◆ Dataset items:

········

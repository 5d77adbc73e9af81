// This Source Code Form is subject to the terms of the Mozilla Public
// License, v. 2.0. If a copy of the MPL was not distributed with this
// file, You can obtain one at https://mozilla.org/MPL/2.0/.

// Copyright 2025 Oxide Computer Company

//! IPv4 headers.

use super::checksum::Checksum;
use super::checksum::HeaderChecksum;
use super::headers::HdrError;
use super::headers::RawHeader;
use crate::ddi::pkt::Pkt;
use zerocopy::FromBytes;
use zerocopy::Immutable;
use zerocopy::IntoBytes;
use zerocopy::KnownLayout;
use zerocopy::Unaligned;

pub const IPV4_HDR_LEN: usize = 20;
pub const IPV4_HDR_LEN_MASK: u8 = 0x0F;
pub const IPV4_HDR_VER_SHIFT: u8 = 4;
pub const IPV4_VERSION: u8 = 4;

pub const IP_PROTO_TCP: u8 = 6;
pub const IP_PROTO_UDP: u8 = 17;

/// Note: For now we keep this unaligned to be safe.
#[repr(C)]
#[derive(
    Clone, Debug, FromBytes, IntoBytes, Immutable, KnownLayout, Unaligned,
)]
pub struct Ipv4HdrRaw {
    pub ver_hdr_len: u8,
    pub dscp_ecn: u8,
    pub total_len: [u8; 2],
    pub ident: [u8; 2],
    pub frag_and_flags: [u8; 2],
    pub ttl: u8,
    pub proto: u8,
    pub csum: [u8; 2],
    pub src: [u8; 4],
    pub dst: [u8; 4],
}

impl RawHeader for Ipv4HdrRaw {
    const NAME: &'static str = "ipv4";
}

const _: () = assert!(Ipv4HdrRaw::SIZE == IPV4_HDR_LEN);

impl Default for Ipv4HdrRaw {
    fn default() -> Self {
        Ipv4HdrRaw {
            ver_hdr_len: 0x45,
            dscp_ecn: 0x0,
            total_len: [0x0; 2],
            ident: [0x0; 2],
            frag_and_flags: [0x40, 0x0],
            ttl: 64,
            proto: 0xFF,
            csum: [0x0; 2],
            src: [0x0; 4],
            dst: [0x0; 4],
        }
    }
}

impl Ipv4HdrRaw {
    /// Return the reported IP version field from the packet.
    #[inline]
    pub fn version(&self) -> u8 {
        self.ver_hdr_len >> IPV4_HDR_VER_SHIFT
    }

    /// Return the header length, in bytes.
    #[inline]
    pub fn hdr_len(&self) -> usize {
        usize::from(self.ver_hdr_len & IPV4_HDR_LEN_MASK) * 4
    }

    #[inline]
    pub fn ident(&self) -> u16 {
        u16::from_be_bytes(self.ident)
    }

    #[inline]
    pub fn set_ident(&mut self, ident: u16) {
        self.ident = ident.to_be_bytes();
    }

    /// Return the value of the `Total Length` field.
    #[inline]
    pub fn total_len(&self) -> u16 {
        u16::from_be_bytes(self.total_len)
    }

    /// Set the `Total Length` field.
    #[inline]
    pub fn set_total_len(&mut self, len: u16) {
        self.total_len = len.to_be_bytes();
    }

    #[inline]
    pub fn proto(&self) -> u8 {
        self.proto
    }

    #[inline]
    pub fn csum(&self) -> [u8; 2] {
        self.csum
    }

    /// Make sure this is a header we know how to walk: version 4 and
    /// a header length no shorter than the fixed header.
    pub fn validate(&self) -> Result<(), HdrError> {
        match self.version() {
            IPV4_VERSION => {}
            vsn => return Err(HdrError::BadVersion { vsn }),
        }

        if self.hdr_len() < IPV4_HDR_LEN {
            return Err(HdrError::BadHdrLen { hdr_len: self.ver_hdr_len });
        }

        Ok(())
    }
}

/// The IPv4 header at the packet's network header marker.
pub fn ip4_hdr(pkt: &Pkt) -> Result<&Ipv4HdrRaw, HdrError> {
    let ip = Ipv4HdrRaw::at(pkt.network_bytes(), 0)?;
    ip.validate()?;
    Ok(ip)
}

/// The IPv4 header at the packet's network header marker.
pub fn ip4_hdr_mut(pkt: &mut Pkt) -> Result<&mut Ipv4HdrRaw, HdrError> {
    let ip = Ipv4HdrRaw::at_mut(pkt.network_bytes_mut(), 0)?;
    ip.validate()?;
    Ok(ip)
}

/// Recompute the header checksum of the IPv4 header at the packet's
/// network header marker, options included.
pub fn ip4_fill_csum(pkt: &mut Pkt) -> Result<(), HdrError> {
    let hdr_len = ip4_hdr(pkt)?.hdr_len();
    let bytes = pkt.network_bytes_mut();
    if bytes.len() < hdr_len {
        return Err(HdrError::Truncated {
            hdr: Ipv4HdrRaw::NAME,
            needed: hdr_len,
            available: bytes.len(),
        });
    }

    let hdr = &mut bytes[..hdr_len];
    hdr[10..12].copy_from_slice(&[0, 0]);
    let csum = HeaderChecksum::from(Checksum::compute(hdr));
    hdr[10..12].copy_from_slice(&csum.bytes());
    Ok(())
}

········

◆ What to produce: What you return should be exactly the lines above, starting at the one with "self.ident = ident.to_be_bytes();" and ending at the one with "let hdr_len = ip4_hdr(pkt)?.hdr_len();", and nothing else.

◆ Solution to this task:
        self.ident = ident.to_be_bytes();
    }

    /// Return the value of the `Total Length` field.
    #[inline]
    pub fn total_len(&self) -> u16 {
        u16::from_be_bytes(self.total_len)
    }

    /// Set the `Total Length` field.
    #[inline]
    pub fn set_total_len(&mut self, len: u16) {
        self.total_len = len.to_be_bytes();
    }

    #[inline]
    pub fn proto(&self) -> u8 {
        self.proto
    }

    #[inline]
    pub fn csum(&self) -> [u8; 2] {
        self.csum
    }

    /// Make sure this is a header we know how to walk: version 4 and
    /// a header length no shorter than the fixed header.
    pub fn validate(&self) -> Result<(), HdrError> {
        match self.version() {
            IPV4_VERSION => {}
            vsn => return Err(HdrError::BadVersion { vsn }),
        }

        if self.hdr_len() < IPV4_HDR_LEN {
            return Err(HdrError::BadHdrLen { hdr_len: self.ver_hdr_len });
        }

        Ok(())
    }
}

/// The IPv4 header at the packet's network header marker.
pub fn ip4_hdr(pkt: &Pkt) -> Result<&Ipv4HdrRaw, HdrError> {
    let ip = Ipv4HdrRaw::at(pkt.network_bytes(), 0)?;
    ip.validate()?;
    Ok(ip)
}

/// The IPv4 header at the packet's network header marker.
pub fn ip4_hdr_mut(pkt: &mut Pkt) -> Result<&mut Ipv4HdrRaw, HdrError> {
    let ip = Ipv4HdrRaw::at_mut(pkt.network_bytes_mut(), 0)?;
    ip.validate()?;
    Ok(ip)
}

/// Recompute the header checksum of the IPv4 header at the packet's
/// network header marker, options included.
pub fn ip4_fill_csum(pkt: &mut Pkt) -> Result<(), HdrError> {
    let hdr_len = ip4_hdr(pkt)?.hdr_len();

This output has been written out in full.